Billionaire activist investor Carl Icahn is a famous corporate raider, and he's running a number of high-profile campaigns all at one time. With personal wealth of some $17 billion, Icahn has plenty of capital to throw around. Icahn believes that "consensus thinking is generally wrong; if you go with a trend, the momentum always falls apart on you, so I buy companies that are not glamorous and usually out of favor." Outlined below are are few of Icahn's biggest activist campaigns (see Icahn's top picks).
Oil and gas
Icahn's campaign at Dell is at the forefront of the news, but Icahn has a major campaign at Chesapeake Energy (NYSE: CHK), which makes up 7.19% of Icahn's portfolio and is his third largest holding. Chesapeake is an independent oil and gas company, with a focus on the production of onshore U.S. natural gas resources. The company is now the second largest natural gas producer in the U.S.
Icahn has been pushing Chesapeake to capitalize on its extensive inventory of undeveloped acreage. Other big news is that Chesapeake has named a successor to CEO Aubrey McClendon. A top executive from Anadarko Petroleum will take over for McClendon in mid-June.
Some of the big positives I see for the stock include a shift toward higher liquids volumes, with 85% of total 2013 CapEx expected to be deployed to drill liquid-rich plays. Chesapeake's high profile Eagle Ford shale play also has a production profile of 66% oil and 15% natural gas liquids.

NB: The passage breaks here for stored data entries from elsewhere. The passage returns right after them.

//! Logging, optional span export and the Prometheus recorder for one relay.

use anyhow::{Context, Result};
use metrics_exporter_prometheus::{PrometheusBuilder, PrometheusHandle};
use opentelemetry::trace::TracerProvider;
use opentelemetry::KeyValue;
use opentelemetry_sdk::resource::Resource;
use opentelemetry_sdk::trace::{Sampler, SdkTracerProvider};
use opentelemetry_stdout::SpanExporter;
use tracing::{info, warn};
use tracing_subscriber::{layer::SubscriberExt, util::SubscriberInitExt, EnvFilter, Registry};

const SERVICE_NAME: &str = "chat-relay";

#[derive(Debug, Clone, PartialEq, Eq)]
pub struct TelemetryConfig {
    /// Directive used when `RUST_LOG` is unset.
    pub log_filter: String,
    /// Mirror spans to stdout through OpenTelemetry.
    pub otel_stdout: bool,
}

impl Default for TelemetryConfig {
    fn default() -> Self {
        Self {
            log_filter: "info".to_string(),
            otel_stdout: false,
        }
    }
}

impl TelemetryConfig {
    /// `RUST_LOG` wins over the configured directive.
    pub fn env_filter(&self) -> Result<EnvFilter> {
        match EnvFilter::try_from_default_env() {
            Ok(filter) => Ok(filter),
            Err(_) => EnvFilter::try_new(&self.log_filter)
                .with_context(|| format!("invalid log filter: {}", self.log_filter)),
        }
    }
}

/// Owns the process-wide recorder and, when enabled, the span exporter.
pub struct Telemetry {
    metrics_handle: PrometheusHandle,
    tracer_provider: Option<SdkTracerProvider>,
}

impl Telemetry {
    pub fn init(config: &TelemetryConfig) -> Result<Self> {
        let metrics_handle = PrometheusBuilder::new()
            .install_recorder()
            .context("failed to install Prometheus metrics recorder")?;

        let tracer_provider = config.otel_stdout.then(stdout_provider);
        let otel_layer = tracer_provider.as_ref().map(|provider| {
            opentelemetry::global::set_tracer_provider(provider.clone());
            tracing_opentelemetry::layer().with_tracer(provider.tracer(SERVICE_NAME))
        });

        Registry::default()
            .with(config.env_filter()?)
            .with(tracing_subscriber::fmt::layer().with_target(false))
            .with(otel_layer)
            .try_init()
            .context("failed to initialise tracing subscriber")?;

        if tracer_provider.is_some() {
            info!("exporting spans to stdout");
        }
        Ok(Self {
            metrics_handle,
            tracer_provider,
        })
    }

    pub fn metrics_handle(&self) -> PrometheusHandle {
        self.metrics_handle.clone()
    }
}

impl Drop for Telemetry {
    fn drop(&mut self) {
        if let Some(provider) = self.tracer_provider.take() {
            if let Err(err) = provider.shutdown() {
                warn!(error = %err, "span exporter did not shut down cleanly");
            }
        }
    }
}

fn stdout_provider() -> SdkTracerProvider {
    SdkTracerProvider::builder()
        .with_simple_exporter(SpanExporter::default())
        .with_sampler(Sampler::AlwaysOn)
        .with_resource(
            Resource::builder()
                .with_attributes([KeyValue::new("service.name", SERVICE_NAME)])
                .build(),
        )
        .build()
}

The overhang is that the company has high debt levels that are straining liquidity. The other big positive is that the company has been disposing of non-core assets to help close the funding gap. Southeastern Asset Management is not only alongside Icahn in the activist campaign at Dell; it's also one of Chesapeake's big investors (see Southeastern's top picks).
Icahn's fifth-largest holding is Netflix (NASDAQ: NFLX), making up 6.19% of the fund's portfolio. Netflix is being driven higher by a growing subscriber base. The content streaming company is up a whooping 600% over the past five years.

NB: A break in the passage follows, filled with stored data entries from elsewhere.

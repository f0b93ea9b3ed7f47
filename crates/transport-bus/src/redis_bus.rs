use async_trait::async_trait;
use bytes::Bytes;
use futures::StreamExt;
use redis::aio::ConnectionManager;
use redis::{AsyncCommands, Client};
use tracing::debug;

use crate::{terminated, Bus, BusError, BusMessage, BusResult, BusSubscription};

impl From<redis::RedisError> for BusError {
    fn from(err: redis::RedisError) -> Self {
        BusError::Transport(err.to_string())
    }
}

/// Redis PUBLISH/SUBSCRIBE transport.
///
/// Publishes share one multiplexed connection manager; each subscription
/// opens its own pub/sub connection, and losing that connection ends the
/// subscription.
#[derive(Clone)]
pub struct RedisBus {
    client: Client,
    publisher: ConnectionManager,
}

impl RedisBus {
    pub async fn connect(redis_url: &str) -> BusResult<Self> {
        let client = Client::open(redis_url)?;
        let publisher = ConnectionManager::new(client.clone()).await?;
        Ok(Self { client, publisher })
    }
}

#[async_trait]
impl Bus for RedisBus {
    async fn subscribe(&self, topic: &str) -> BusResult<BusSubscription> {
        let mut pubsub = self.client.get_async_pubsub().await?;
        pubsub.subscribe(topic).await?;
        debug!(topic, "redis subscription established");

        let messages = pubsub.into_on_message().map(|msg| {
            Ok(BusMessage {
                topic: msg.get_channel_name().to_string(),
                payload: Bytes::copy_from_slice(msg.get_payload_bytes()),
            })
        });
        Ok(terminated(messages))
    }

    async fn publish(&self, topic: &str, payload: Bytes) -> BusResult<()> {
        let mut conn = self.publisher.clone();
        conn.publish::<_, _, ()>(topic, payload.as_ref()).await?;
        Ok(())
    }
}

Netflix managed to add over 2 million U.S. streaming video subscribers during the first quarter, which put its total subscriber base to 29.17 million - up from 23.4 million a year ago. Its international customer base is also up to 7.14 million, up from 3.07 million a year ago.
Going forward, Netflix should see further subscriber growth thanks to applications on Android and Apple devices. The other big initiative that Netflix will soon launch is an $11.99 monthly plan targeted at large families, which will allow subscribers to stream TV shows and movies on up to four devices simultaneously.

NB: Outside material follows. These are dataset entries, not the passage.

use std::collections::HashMap;
use std::sync::Arc;

use chat_core::LoadReport;
use parking_lot::RwLock;
use thiserror::Error;

#[derive(Debug, Clone, Copy, PartialEq, Eq, Error)]
pub enum RoutingError {
    #[error("no chat servers have registered")]
    NoServersAvailable,
}

/// What a report did to the table.
#[derive(Debug, Clone, Copy, PartialEq, Eq)]
pub enum ReportOutcome {
    Inserted,
    Updated { previous: u32 },
}

/// Last-reported load per relay address.
///
/// Reports are applied in arrival order with no sequencing, so a delayed
/// report can overwrite a newer one. Entries are never expired.
#[derive(Clone, Default)]
pub struct RoutingRegistry {
    servers: Arc<RwLock<HashMap<String, u32>>>,
}

impl RoutingRegistry {
    pub fn new() -> Self {
        Self::default()
    }

    pub fn report_load(&self, report: LoadReport) -> ReportOutcome {
        let previous = self.servers.write().insert(report.address, report.load);
        match previous {
            Some(previous) => ReportOutcome::Updated { previous },
            None => ReportOutcome::Inserted,
        }
    }

    /// Linear scan for the minimum load; ties fall to map iteration order.
    pub fn select_best(&self) -> Result<LoadReport, RoutingError> {
        let guard = self.servers.read();
        guard
            .iter()
            .min_by_key(|(_, load)| **load)
            .map(|(address, load)| LoadReport::new(address.clone(), *load))
            .ok_or(RoutingError::NoServersAvailable)
    }

    pub fn snapshot(&self) -> Vec<LoadReport> {
        let mut entries: Vec<LoadReport> = self
            .servers
            .read()
            .iter()
            .map(|(address, load)| LoadReport::new(address.clone(), *load))
            .collect();
        entries.sort_by(|a, b| a.address.cmp(&b.address));
        entries
    }

    pub fn len(&self) -> usize {
        self.servers.read().len()
    }

    pub fn is_empty(&self) -> bool {
        self.len() == 0
    }
}

#[cfg(test)]
mod tests {
    use super::*;

    fn registry_with(entries: &[(&str, u32)]) -> RoutingRegistry {
        let registry = RoutingRegistry::new();
        for (address, load) in entries {
            registry.report_load(LoadReport::new(*address, *load));
        }
        registry
    }

    #[test_timeout::timeout]
    fn selects_least_loaded() {
        let registry = registry_with(&[("a", 3), ("b", 1), ("c", 5)]);
        assert_eq!(registry.select_best().unwrap(), LoadReport::new("b", 1));
    }

    #[test_timeout::timeout]
    fn empty_registry_is_unavailable() {
        let registry = RoutingRegistry::new();
        assert_eq!(
            registry.select_best(),
            Err(RoutingError::NoServersAvailable)
        );
    }

    #[test_timeout::timeout]
    fn ties_pick_one_of_the_tied_entries() {
        let registry = registry_with(&[("a", 2), ("b", 2)]);
        for _ in 0..32 {
            let best = registry.select_best().expect("tie must not fail");
            assert!(best.address == "a" || best.address == "b");
            assert_eq!(best.load, 2);
        }
    }

    #[test_timeout::timeout]
    fn last_report_wins_even_when_stale() {
        let registry = RoutingRegistry::new();
        assert_eq!(
            registry.report_load(LoadReport::new("a", 0)),
            ReportOutcome::Inserted
        );
        registry.report_load(LoadReport::new("a", 7));
        // A delayed report carrying an older value still overwrites.
        assert_eq!(
            registry.report_load(LoadReport::new("a", 2)),
            ReportOutcome::Updated { previous: 7 }
        );
        assert_eq!(registry.snapshot(), vec![LoadReport::new("a", 2)]);
    }

    #[test_timeout::timeout]
    fn selection_follows_load_changes() {
        let registry = registry_with(&[("a", 0), ("b", 0)]);
        registry.report_load(LoadReport::new("a", 4));
        assert_eq!(registry.select_best().unwrap().address, "b");
        registry.report_load(LoadReport::new("b", 9));
        assert_eq!(registry.select_best().unwrap().address, "a");
        assert_eq!(registry.len(), 2);
    }

    #[test_timeout::timeout]
    fn concurrent_reports_keep_one_entry_per_address() {
        let registry = RoutingRegistry::new();
        let handles: Vec<_> = (0..8u32)
            .map(|worker| {
                let registry = registry.clone();
                std::thread::spawn(move || {
                    for load in 0..100u32 {
                        registry.report_load(LoadReport::new(format!("s{}", worker % 4), load));
                        let _ = registry.select_best();
                    }
                })
            })
            .collect();
        for handle in handles {
            handle.join().unwrap();
        }
        assert_eq!(registry.len(), 4);
        assert!(registry.snapshot().iter().all(|entry| entry.load == 99));
    }
}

Going into the second quarter, there was a total of 48 hedge funds long Netflix, a 37% increase from the previous quarter. Icahn was the largest hedge fund owner with a $1 billion position, while Philippe Laffont of Coatue Management was in second (see Coatue's small cap picks).
Drilling for dividends
Another one of Icahn's recent campaigns is Transocean (NYSE: RIG), in which Icahn's share count increased 245% during the first quarter. Transocean is now Icahn's sixth-largest holding, making up 6.18% of his portfolio. Transocean is the world's largest offshore drilling contractor and a top provider of drilling management services.
Transocean has six ultra-deepwater drillships and two high-specification jackups under construction. The trend toward more offshore drilling should continue as companies look to drill even deeper to find reserves. Transocean also has a large presence in jack-up rigs and its total backlog is over $28 billion. The Deepwater Horizon incident continues to loom over the stock, but the recent settlement with the U.S. government has freed up some of the civil and criminal claims associated with the accident.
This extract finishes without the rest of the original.